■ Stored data

######

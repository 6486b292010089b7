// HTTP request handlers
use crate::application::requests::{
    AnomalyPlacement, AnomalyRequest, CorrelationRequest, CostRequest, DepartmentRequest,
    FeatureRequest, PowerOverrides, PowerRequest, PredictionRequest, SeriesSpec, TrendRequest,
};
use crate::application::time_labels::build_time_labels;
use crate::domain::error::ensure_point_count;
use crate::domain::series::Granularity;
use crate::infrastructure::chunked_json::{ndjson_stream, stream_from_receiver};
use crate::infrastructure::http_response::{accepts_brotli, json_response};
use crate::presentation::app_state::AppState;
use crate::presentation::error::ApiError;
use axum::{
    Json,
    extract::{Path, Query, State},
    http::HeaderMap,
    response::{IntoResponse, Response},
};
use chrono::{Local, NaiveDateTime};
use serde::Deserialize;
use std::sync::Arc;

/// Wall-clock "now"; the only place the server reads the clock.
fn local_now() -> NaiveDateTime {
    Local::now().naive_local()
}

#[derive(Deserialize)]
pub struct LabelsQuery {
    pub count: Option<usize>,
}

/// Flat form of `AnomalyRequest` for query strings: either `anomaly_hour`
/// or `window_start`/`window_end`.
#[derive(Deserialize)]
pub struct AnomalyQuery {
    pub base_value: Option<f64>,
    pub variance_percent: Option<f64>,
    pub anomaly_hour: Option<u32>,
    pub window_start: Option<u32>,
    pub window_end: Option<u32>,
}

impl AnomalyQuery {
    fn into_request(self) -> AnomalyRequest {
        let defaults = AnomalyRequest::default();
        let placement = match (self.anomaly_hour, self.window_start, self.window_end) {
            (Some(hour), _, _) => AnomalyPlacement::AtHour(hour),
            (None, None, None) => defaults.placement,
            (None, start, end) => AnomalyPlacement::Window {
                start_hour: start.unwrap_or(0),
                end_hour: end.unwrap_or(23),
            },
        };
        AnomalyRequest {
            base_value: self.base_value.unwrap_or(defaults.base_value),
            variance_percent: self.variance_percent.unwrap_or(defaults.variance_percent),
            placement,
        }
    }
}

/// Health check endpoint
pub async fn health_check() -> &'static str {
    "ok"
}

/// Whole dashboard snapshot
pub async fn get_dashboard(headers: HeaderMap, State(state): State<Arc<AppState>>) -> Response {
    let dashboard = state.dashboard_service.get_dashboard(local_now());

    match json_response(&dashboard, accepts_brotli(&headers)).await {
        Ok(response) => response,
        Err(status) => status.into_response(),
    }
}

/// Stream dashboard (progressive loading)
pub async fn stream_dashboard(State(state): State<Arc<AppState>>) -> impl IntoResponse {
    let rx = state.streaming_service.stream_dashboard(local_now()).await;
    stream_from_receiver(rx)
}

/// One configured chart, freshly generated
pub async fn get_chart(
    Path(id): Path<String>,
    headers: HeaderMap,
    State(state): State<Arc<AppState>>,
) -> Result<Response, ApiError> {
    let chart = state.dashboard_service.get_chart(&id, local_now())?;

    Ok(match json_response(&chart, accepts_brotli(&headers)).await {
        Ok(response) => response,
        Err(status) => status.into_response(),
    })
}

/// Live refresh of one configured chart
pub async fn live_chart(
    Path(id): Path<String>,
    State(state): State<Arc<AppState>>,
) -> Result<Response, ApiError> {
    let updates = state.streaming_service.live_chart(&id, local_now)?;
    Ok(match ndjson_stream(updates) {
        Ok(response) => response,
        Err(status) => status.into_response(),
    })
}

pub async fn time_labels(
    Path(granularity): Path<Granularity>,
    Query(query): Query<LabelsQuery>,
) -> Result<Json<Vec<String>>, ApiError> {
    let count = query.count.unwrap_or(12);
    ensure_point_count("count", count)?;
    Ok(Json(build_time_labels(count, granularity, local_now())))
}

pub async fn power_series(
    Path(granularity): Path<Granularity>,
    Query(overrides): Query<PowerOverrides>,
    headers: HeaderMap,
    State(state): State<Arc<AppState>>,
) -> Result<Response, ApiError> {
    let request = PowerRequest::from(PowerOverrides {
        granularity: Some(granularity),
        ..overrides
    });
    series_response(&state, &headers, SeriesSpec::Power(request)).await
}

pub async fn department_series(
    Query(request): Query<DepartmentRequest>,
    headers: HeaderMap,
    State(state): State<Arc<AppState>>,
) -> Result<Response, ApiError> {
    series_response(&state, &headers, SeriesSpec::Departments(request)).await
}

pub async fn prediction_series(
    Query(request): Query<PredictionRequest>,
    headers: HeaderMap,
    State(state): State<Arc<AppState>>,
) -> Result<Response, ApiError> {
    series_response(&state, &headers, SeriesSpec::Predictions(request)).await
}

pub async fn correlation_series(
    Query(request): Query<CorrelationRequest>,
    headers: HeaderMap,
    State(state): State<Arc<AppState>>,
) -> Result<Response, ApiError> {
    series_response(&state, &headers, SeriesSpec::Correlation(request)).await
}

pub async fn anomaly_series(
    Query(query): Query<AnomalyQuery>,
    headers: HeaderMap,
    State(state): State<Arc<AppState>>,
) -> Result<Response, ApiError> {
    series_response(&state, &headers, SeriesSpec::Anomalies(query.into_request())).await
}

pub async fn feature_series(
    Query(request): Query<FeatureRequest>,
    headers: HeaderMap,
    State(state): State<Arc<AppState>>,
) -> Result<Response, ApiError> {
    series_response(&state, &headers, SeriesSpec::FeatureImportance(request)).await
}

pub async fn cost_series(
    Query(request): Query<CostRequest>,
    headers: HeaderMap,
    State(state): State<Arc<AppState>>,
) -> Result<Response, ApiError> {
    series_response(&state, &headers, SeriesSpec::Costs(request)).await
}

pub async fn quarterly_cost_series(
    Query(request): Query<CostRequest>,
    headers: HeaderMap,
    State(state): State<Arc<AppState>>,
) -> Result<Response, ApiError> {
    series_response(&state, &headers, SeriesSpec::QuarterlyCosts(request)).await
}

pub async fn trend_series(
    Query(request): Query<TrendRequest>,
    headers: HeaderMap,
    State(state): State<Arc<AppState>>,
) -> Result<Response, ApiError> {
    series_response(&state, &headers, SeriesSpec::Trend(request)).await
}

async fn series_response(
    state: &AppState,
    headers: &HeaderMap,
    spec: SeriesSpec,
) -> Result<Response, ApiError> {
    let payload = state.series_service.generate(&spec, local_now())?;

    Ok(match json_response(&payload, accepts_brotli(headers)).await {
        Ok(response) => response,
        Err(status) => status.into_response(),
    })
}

######

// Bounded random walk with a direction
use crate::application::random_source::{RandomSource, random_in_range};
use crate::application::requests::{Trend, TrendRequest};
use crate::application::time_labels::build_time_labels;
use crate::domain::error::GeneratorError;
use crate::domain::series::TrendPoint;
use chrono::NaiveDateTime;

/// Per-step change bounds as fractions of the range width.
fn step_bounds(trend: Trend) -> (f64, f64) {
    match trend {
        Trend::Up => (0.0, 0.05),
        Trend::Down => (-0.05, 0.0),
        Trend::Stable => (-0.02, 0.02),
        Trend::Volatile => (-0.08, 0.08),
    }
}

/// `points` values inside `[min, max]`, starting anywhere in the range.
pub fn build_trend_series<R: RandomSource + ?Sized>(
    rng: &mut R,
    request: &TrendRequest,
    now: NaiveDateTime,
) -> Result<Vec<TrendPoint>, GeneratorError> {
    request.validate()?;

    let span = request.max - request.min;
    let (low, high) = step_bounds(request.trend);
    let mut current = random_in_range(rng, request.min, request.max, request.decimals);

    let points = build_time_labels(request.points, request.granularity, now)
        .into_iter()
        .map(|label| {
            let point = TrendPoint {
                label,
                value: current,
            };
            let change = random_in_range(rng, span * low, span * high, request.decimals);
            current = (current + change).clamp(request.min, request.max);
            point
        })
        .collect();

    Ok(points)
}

######

■ What is being asked
Work out how many lines of the data above hold the word "change", and write only the count.

■ Answer section
3